Working in service: WVU embedded in fabric of West Virginia communities | https://wvutoday.wvu.edu/
Working in service: WVU embedded in fabric of West Virginia communities | https://wvutoday.wvu.edu/
Working in service: WVU embedded in fabric of West Virginia communities
In West Virginia’s hills and hollows, its larger cities along interstates and smaller communities on country roads, at ground levels and from broader 365-degree views, West Virginia University students, faculty and staff are working each day in service to the Mountain State.
“West Virginia University does not exist without West Virginia and vice versa,” President Gordon Gee said. “Service to the state is built into our DNA. It is a charge our students embrace when they become Mountaineers and you can see the results of their work, and the work of our faculty and staff members, statewide.”
Health and well-being
Service is the driving force for WVU Health Sciences, where the next generation of the Mountain State’s health professionals are being trained to conduct innovative research and provide patient-centered care with the goal of creating happier, healthier and safer communities.
“We all want to help people and we all want to make the world better,” Dr. Clay Marsh, chancellor and executive dean for Health Sciences, said. “The big focus we have at WVU and on our Health Sciences campuses is solving real problems for the people in our state and beyond. As we balance disease-based care with promoting health and well-being, we are trying to discover solutions for how we can help people stay healthy and high-performing for their whole lives.”
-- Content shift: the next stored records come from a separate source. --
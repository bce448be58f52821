use crate::agent::Agent;
use crate::config::{self, FitnessWeights, QualificationThresholds};
use crate::physics::TempBand;

/// Non-finite counters must never reach the summation.
#[inline]
pub fn sanitize(x: f32) -> f32 {
    if x.is_finite() {
        x
    } else {
        0.0
    }
}

/// Multi-term fitness score, always >= 0. Recomputed periodically rather
/// than every frame; the caller owns the cadence.
pub fn compute_fitness(
    agent: &Agent,
    weights: &FitnessWeights,
    world_w: f32,
    world_h: f32,
    frame: u64,
) -> f32 {
    let age_frames = agent.age(frame).max(1) as f32;
    let age_secs = age_frames * config::FIXED_DT;
    let distance = sanitize(agent.stats.distance_travelled).max(0.0);
    let energy_spent = sanitize(agent.stats.energy_spent).max(0.0);
    let food = sanitize(agent.stats.food_eaten as f32);
    let kills = sanitize(agent.stats.kills as f32);
    let offspring = sanitize(agent.stats.offspring as f32);
    let exploration = sanitize(agent.exploration_fraction(world_w, world_h));

    let mut score = 0.0f32;

    // Moving while thermally efficient is rewarded; activity in a severe
    // band costs instead.
    let band = TempBand::for_temperature(sanitize(agent.temperature));
    let activity = sanitize(distance / (age_secs * config::MAX_SPEED)).clamp(0.0, 1.0);
    score += weights.temperature_activity * (band.movement_efficiency() - 0.75) * activity;

    score += weights.reproduction * offspring;
    score += weights.clever_turns * sanitize(agent.stats.direction_changes as f32).min(200.0);
    score += weights.variation * sanitize(agent.stats.speed_variation / (distance + 1.0));
    score += weights.exploration * exploration;
    score += weights.food * food;
    score += weights.kills * kills;

    let nav_turns = sanitize(
        (agent.stats.turns_toward_food + agent.stats.turns_away_from_obstacle) as f32,
    );
    score += weights.navigation * nav_turns / (1.0 + distance * 0.01);

    // Agents that both reproduce and eat get a synergy bonus.
    if offspring > 0.0 && food > 0.0 {
        score += weights.synergy * offspring.min(food);
    }

    score += weights.efficiency * sanitize(distance / (1.0 + energy_spent));

    // Sustained same-direction turning reads as circling.
    let circling = sanitize(agent.stats.circling_accum.abs() / age_secs).min(1.0);
    score -= weights.circling_penalty * circling;

    score -= weights.obstacle_collision_penalty * sanitize(agent.stats.obstacle_collisions as f32);
    score -= weights.wall_collision_penalty * sanitize(agent.stats.wall_collisions as f32);

    if agent.stats.frames_since_collision > 1800 {
        score += weights.collision_free_bonus;
    }

    // Long-lived agents that have accomplished nothing lose ground.
    let achievement = food + kills + offspring + exploration * 10.0;
    if age_frames > 2.0 * config::MATURITY_FRAMES as f32 && achievement < 1.0 {
        score -= weights.inactivity_penalty;
    }

    // Additive, capped survival bonus. The earlier multiplicative form
    // rewarded passive longevity and is intentionally gone.
    score += (age_frames * weights.survival_bonus_per_frame).min(weights.survival_bonus_cap);

    sanitize(score).max(0.0)
}

/// Gene-pool qualification: every minimum, or four of the five plus an
/// exceptional fitness bound.
pub fn qualifies(
    agent: &Agent,
    thresholds: &QualificationThresholds,
    world_w: f32,
    world_h: f32,
    frame: u64,
) -> bool {
    let fitness = sanitize(agent.fitness);
    let checks = [
        fitness >= thresholds.min_fitness,
        agent.stats.food_eaten >= thresholds.min_food_eaten,
        agent.age(frame) >= thresholds.min_age_frames,
        sanitize(agent.exploration_fraction(world_w, world_h)) >= thresholds.min_exploration,
        agent.stats.turns_toward_food >= thresholds.min_turns_toward_food,
    ];
    let passed = checks.iter().filter(|&&c| c).count();

    passed == checks.len()
        || (passed >= checks.len() - 1 && fitness >= thresholds.exceptional_fitness)
}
With a central office located in Charleston and an extended reach into 50 counties, the goal of West Virginia Area Health Education Centers is to improve the overall health of communities by developing an interprofessional workforce that is prepared to address the health needs of rural and underserved communities.
MUSHROOM, the Multidisciplinary UnSheltered Homeless Relief Outreach of Morgantown, is a service program bringing together medical, nursing, dental, public health, social and other health professional volunteers for “street rounds,” providing care through food, water, clothing and basic medical intervention.
In the College of Applied Human Sciences, the Center for ActiveWV is focused on creating a healthier West Virginia by improving physical activity levels among state residents of all ages through collaboration, research, policy and practice. See the Center’s WV Physical Activity Plan.
And the West Virginia Clinical and Translational Science Institute, through its community engagement and outreach core, develops statewide infrastructure as a platform for engaging communities and patients as comprehensive research partners.